**Work instruction**
Repeat the records. Match each character exactly.

**Material for the task**
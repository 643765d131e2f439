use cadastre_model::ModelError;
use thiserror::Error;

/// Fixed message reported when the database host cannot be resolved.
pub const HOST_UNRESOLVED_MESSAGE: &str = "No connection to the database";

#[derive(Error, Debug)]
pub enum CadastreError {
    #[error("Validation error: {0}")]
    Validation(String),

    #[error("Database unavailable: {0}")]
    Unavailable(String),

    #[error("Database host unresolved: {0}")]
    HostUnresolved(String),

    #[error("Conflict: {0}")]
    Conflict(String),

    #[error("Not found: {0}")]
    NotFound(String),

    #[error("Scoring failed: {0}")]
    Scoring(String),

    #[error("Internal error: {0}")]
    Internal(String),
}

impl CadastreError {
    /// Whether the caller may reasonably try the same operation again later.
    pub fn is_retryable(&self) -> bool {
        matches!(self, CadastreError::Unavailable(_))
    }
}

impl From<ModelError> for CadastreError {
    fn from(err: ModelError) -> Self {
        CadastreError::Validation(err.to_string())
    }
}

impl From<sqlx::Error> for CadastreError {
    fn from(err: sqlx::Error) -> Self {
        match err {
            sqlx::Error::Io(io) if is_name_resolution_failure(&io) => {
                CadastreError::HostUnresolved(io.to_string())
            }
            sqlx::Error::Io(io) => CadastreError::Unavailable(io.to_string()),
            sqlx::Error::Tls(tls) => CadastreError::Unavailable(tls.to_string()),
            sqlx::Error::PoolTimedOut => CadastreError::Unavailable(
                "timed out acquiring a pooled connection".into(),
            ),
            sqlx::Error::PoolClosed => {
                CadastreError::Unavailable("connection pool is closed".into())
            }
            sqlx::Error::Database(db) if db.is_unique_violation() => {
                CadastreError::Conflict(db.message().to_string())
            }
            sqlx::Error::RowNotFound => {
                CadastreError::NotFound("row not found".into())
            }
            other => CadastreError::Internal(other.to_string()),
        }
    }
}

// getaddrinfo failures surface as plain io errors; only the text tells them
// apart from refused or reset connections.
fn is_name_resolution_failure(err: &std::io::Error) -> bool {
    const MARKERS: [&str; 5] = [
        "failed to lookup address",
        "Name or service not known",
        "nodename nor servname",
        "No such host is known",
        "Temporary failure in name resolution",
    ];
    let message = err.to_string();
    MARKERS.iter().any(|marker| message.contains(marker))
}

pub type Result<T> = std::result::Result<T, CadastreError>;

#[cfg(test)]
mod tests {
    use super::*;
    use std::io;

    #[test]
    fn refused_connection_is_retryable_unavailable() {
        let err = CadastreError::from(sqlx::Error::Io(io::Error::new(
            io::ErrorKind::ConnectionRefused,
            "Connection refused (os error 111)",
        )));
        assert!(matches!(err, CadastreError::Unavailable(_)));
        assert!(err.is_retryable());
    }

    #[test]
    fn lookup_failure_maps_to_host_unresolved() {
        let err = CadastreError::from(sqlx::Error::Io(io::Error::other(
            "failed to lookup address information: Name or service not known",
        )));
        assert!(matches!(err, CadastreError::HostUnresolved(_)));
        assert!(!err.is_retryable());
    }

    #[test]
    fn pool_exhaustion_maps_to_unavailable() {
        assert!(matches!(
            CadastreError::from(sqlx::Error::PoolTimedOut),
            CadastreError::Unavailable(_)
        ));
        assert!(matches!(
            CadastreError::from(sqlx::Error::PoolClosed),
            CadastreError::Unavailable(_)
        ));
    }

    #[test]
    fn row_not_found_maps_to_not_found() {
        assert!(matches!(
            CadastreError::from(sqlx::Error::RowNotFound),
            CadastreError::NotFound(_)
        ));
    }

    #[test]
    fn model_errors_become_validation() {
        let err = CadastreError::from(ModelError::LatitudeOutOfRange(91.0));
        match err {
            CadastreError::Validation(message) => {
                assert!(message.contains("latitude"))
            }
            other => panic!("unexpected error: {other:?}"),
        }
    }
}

**Answer area**
repository 643765d131e2f439
use cadastre_model::ModelError;
use thiserror::Error;

/// Fixed message reported when the database host cannot be resolved.
pub const HOST_UNRESOLVED_MESSAGE: &str = "No connection to the database";

#[derive(Error, Debug)]
pub enum CadastreError {
    #[error("Validation error: {0}")]
    Validation(String),

    #[error("Database unavailable: {0}")]
    Unavailable(String),

    #[error("Database host unresolved: {0}")]
    HostUnresolved(String),

    #[error("Conflict: {0}")]
    Conflict(String),

    #[error("Not found: {0}")]
    NotFound(String),

    #[error("Scoring failed: {0}")]
    Scoring(String),

    #[error("Internal error: {0}")]
    Internal(String),
}

impl CadastreError {
    /// Whether the caller may reasonably try the same operation again later.
    pub fn is_retryable(&self) -> bool {
        matches!(self, CadastreError::Unavailable(_))
    }
}

impl From<ModelError> for CadastreError {
    fn from(err: ModelError) -> Self {
        CadastreError::Validation(err.to_string())
    }
}

impl From<sqlx::Error> for CadastreError {
    fn from(err: sqlx::Error) -> Self {
        match err {
            sqlx::Error::Io(io) if is_name_resolution_failure(&io) => {
                CadastreError::HostUnresolved(io.to_string())
            }
            sqlx::Error::Io(io) => CadastreError::Unavailable(io.to_string()),
            sqlx::Error::Tls(tls) => CadastreError::Unavailable(tls.to_string()),
            sqlx::Error::PoolTimedOut => CadastreError::Unavailable(
                "timed out acquiring a pooled connection".into(),
            ),
            sqlx::Error::PoolClosed => {
                CadastreError::Unavailable("connection pool is closed".into())
            }
            sqlx::Error::Database(db) if db.is_unique_violation() => {
                CadastreError::Conflict(db.message().to_string())
            }
            sqlx::Error::RowNotFound => {
                CadastreError::NotFound("row not found".into())
            }
            other => CadastreError::Internal(other.to_string()),
        }
    }
}

// getaddrinfo failures surface as plain io errors; only the text tells them
// apart from refused or reset connections.
fn is_name_resolution_failure(err: &std::io::Error) -> bool {
    const MARKERS: [&str; 5] = [
        "failed to lookup address",
        "Name or service not known",
        "nodename nor servname",
        "No such host is known",
        "Temporary failure in name resolution",
    ];
    let message = err.to_string();
    MARKERS.iter().any(|marker| message.contains(marker))
}

pub type Result<T> = std::result::Result<T, CadastreError>;

#[cfg(test)]
mod tests {
    use super::*;
    use std::io;

    #[test]
    fn refused_connection_is_retryable_unavailable() {
        let err = CadastreError::from(sqlx::Error::Io(io::Error::new(
            io::ErrorKind::ConnectionRefused,
            "Connection refused (os error 111)",
        )));
        assert!(matches!(err, CadastreError::Unavailable(_)));
        assert!(err.is_retryable());
    }

    #[test]
    fn lookup_failure_maps_to_host_unresolved() {
        let err = CadastreError::from(sqlx::Error::Io(io::Error::other(
            "failed to lookup address information: Name or service not known",
        )));
        assert!(matches!(err, CadastreError::HostUnresolved(_)));
        assert!(!err.is_retryable());
    }

    #[test]
    fn pool_exhaustion_maps_to_unavailable() {
        assert!(matches!(
            CadastreError::from(sqlx::Error::PoolTimedOut),
            CadastreError::Unavailable(_)
        ));
        assert!(matches!(
            CadastreError::from(sqlx::Error::PoolClosed),
            CadastreError::Unavailable(_)
        ));
    }

    #[test]
    fn row_not_found_maps_to_not_found() {
        assert!(matches!(
            CadastreError::from(sqlx::Error::RowNotFound),
            CadastreError::NotFound(_)
        ));
    }

    #[test]
    fn model_errors_become_validation() {
        let err = CadastreError::from(ModelError::LatitudeOutOfRange(91.0));
        match err {
            CadastreError::Validation(message) => {
                assert!(message.contains("latitude"))
            }
            other => panic!("unexpected error: {other:?}"),
        }
    }
}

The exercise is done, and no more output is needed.